EXERCISE DETAILS: Reproduce each entry below exactly, without omitting any.

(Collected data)
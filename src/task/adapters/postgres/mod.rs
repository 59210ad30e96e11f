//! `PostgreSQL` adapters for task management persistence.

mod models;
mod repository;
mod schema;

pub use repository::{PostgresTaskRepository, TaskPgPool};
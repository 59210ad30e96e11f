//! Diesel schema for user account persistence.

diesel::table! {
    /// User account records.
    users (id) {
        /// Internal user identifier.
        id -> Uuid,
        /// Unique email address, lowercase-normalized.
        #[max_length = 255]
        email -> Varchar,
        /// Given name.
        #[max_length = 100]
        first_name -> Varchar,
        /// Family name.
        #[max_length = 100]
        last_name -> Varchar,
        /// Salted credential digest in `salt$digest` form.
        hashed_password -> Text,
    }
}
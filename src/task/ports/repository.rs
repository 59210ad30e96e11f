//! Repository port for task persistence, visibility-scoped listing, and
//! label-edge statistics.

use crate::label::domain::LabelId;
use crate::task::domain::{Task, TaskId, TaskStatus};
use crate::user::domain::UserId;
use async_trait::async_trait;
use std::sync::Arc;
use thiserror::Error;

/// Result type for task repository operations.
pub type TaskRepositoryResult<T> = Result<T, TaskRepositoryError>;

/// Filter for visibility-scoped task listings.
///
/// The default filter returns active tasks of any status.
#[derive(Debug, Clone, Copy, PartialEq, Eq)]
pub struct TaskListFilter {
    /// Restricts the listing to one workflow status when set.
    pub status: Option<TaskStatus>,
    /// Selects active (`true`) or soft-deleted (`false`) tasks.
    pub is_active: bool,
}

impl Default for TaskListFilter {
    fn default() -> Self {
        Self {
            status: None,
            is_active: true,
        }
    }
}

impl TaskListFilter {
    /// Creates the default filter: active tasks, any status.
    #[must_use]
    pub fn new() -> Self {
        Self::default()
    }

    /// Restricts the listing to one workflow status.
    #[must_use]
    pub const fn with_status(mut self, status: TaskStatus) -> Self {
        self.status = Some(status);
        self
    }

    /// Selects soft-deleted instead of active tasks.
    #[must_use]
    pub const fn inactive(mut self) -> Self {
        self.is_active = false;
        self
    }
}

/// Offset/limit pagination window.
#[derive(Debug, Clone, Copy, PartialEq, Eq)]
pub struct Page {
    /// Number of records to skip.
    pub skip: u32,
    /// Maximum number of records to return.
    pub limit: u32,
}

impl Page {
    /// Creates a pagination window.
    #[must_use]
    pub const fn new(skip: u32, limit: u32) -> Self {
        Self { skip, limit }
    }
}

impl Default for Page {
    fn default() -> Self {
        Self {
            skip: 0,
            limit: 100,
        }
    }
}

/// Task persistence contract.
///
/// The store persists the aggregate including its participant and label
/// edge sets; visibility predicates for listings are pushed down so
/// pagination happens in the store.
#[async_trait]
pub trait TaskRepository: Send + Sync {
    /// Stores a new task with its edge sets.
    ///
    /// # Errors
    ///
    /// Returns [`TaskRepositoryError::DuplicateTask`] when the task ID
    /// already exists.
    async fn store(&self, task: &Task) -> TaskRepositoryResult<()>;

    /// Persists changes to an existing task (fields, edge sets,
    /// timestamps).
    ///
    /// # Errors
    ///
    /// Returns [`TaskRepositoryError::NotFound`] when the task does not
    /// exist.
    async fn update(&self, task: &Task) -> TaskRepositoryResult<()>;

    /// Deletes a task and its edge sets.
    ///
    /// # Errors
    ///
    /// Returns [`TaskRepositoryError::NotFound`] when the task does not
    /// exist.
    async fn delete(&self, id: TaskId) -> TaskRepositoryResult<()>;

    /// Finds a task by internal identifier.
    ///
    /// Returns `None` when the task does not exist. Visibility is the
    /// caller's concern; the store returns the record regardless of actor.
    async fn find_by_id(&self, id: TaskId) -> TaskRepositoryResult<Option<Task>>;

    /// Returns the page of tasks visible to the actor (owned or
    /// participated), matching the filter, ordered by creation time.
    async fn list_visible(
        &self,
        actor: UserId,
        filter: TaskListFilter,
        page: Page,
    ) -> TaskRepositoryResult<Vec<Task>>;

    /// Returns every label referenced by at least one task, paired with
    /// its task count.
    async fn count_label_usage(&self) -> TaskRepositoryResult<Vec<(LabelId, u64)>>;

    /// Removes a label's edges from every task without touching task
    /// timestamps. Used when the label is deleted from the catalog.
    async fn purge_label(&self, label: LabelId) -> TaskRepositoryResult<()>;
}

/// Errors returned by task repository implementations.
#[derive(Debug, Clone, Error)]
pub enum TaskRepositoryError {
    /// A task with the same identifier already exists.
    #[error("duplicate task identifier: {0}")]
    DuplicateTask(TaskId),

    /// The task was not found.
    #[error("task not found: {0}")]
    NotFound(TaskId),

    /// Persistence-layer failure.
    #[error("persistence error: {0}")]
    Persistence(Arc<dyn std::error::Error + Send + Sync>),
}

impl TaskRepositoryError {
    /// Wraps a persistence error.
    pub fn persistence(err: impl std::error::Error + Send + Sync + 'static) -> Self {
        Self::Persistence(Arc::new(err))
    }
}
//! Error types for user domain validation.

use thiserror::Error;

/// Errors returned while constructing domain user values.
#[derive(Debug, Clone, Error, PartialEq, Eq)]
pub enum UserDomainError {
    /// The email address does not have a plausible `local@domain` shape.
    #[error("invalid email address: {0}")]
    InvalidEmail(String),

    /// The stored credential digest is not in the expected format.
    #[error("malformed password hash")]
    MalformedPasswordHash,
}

SOLUTION BELOW:
filename src/task/adapters/postgres/mod.rs
repository 59210ad30e96e11f
//! `PostgreSQL` adapters for task management persistence.

mod models;
mod repository;
mod schema;

pub use repository::{PostgresTaskRepository, TaskPgPool};
repository 59210ad30e96e11f
//! Diesel schema for user account persistence.

diesel::table! {
    /// User account records.
    users (id) {
        /// Internal user identifier.
        id -> Uuid,
        /// Unique email address, lowercase-normalized.
        #[max_length = 255]
        email -> Varchar,
        /// Given name.
        #[max_length = 100]
        first_name -> Varchar,
        /// Family name.
        #[max_length = 100]
        last_name -> Varchar,
        /// Salted credential digest in `salt$digest` form.
        hashed_password -> Text,
    }
}
filename src/task/ports/repository.rs
repository 59210ad30e96e11f
//! Repository port for task persistence, visibility-scoped listing, and
//! label-edge statistics.

use crate::label::domain::LabelId;
use crate::task::domain::{Task, TaskId, TaskStatus};
use crate::user::domain::UserId;
use async_trait::async_trait;
use std::sync::Arc;
use thiserror::Error;

/// Result type for task repository operations.
pub type TaskRepositoryResult<T> = Result<T, TaskRepositoryError>;

/// Filter for visibility-scoped task listings.
///
/// The default filter returns active tasks of any status.
#[derive(Debug, Clone, Copy, PartialEq, Eq)]
pub struct TaskListFilter {
    /// Restricts the listing to one workflow status when set.
    pub status: Option<TaskStatus>,
    /// Selects active (`true`) or soft-deleted (`false`) tasks.
    pub is_active: bool,
}

impl Default for TaskListFilter {
    fn default() -> Self {
        Self {
            status: None,
            is_active: true,
        }
    }
}

impl TaskListFilter {
    /// Creates the default filter: active tasks, any status.
    #[must_use]
    pub fn new() -> Self {
        Self::default()
    }

    /// Restricts the listing to one workflow status.
    #[must_use]
    pub const fn with_status(mut self, status: TaskStatus) -> Self {
        self.status = Some(status);
        self
    }

    /// Selects soft-deleted instead of active tasks.
    #[must_use]
    pub const fn inactive(mut self) -> Self {
        self.is_active = false;
        self
    }
}

/// Offset/limit pagination window.
#[derive(Debug, Clone, Copy, PartialEq, Eq)]
pub struct Page {
    /// Number of records to skip.
    pub skip: u32,
    /// Maximum number of records to return.
    pub limit: u32,
}

impl Page {
    /// Creates a pagination window.
    #[must_use]
    pub const fn new(skip: u32, limit: u32) -> Self {
        Self { skip, limit }
    }
}

impl Default for Page {
    fn default() -> Self {
        Self {
            skip: 0,
            limit: 100,
        }
    }
}

/// Task persistence contract.
///
/// The store persists the aggregate including its participant and label
/// edge sets; visibility predicates for listings are pushed down so
/// pagination happens in the store.
#[async_trait]
pub trait TaskRepository: Send + Sync {
    /// Stores a new task with its edge sets.
    ///
    /// # Errors
    ///
    /// Returns [`TaskRepositoryError::DuplicateTask`] when the task ID
    /// already exists.
    async fn store(&self, task: &Task) -> TaskRepositoryResult<()>;

    /// Persists changes to an existing task (fields, edge sets,
    /// timestamps).
    ///
    /// # Errors
    ///
    /// Returns [`TaskRepositoryError::NotFound`] when the task does not
    /// exist.
    async fn update(&self, task: &Task) -> TaskRepositoryResult<()>;

    /// Deletes a task and its edge sets.
    ///
    /// # Errors
    ///
    /// Returns [`TaskRepositoryError::NotFound`] when the task does not
    /// exist.
    async fn delete(&self, id: TaskId) -> TaskRepositoryResult<()>;

    /// Finds a task by internal identifier.
    ///
    /// Returns `None` when the task does not exist. Visibility is the
    /// caller's concern; the store returns the record regardless of actor.
    async fn find_by_id(&self, id: TaskId) -> TaskRepositoryResult<Option<Task>>;

    /// Returns the page of tasks visible to the actor (owned or
    /// participated), matching the filter, ordered by creation time.
    async fn list_visible(
        &self,
        actor: UserId,
        filter: TaskListFilter,
        page: Page,
    ) -> TaskRepositoryResult<Vec<Task>>;

    /// Returns every label referenced by at least one task, paired with
    /// its task count.
    async fn count_label_usage(&self) -> TaskRepositoryResult<Vec<(LabelId, u64)>>;

    /// Removes a label's edges from every task without touching task
    /// timestamps. Used when the label is deleted from the catalog.
    async fn purge_label(&self, label: LabelId) -> TaskRepositoryResult<()>;
}

/// Errors returned by task repository implementations.
#[derive(Debug, Clone, Error)]
pub enum TaskRepositoryError {
    /// A task with the same identifier already exists.
    #[error("duplicate task identifier: {0}")]
    DuplicateTask(TaskId),

    /// The task was not found.
    #[error("task not found: {0}")]
    NotFound(TaskId),

    /// Persistence-layer failure.
    #[error("persistence error: {0}")]
    Persistence(Arc<dyn std::error::Error + Send + Sync>),
}

impl TaskRepositoryError {
    /// Wraps a persistence error.
    pub fn persistence(err: impl std::error::Error + Send + Sync + 'static) -> Self {
        Self::Persistence(Arc::new(err))
    }
}
//! Error types for user domain validation.

use thiserror::Error;

/// Errors returned while constructing domain user values.
#[derive(Debug, Clone, Error, PartialEq, Eq)]
pub enum UserDomainError {
    /// The email address does not have a plausible `local@domain` shape.
    #[error("invalid email address: {0}")]
    InvalidEmail(String),

    /// The stored credential digest is not in the expected format.
    #[error("malformed password hash")]
    MalformedPasswordHash,
}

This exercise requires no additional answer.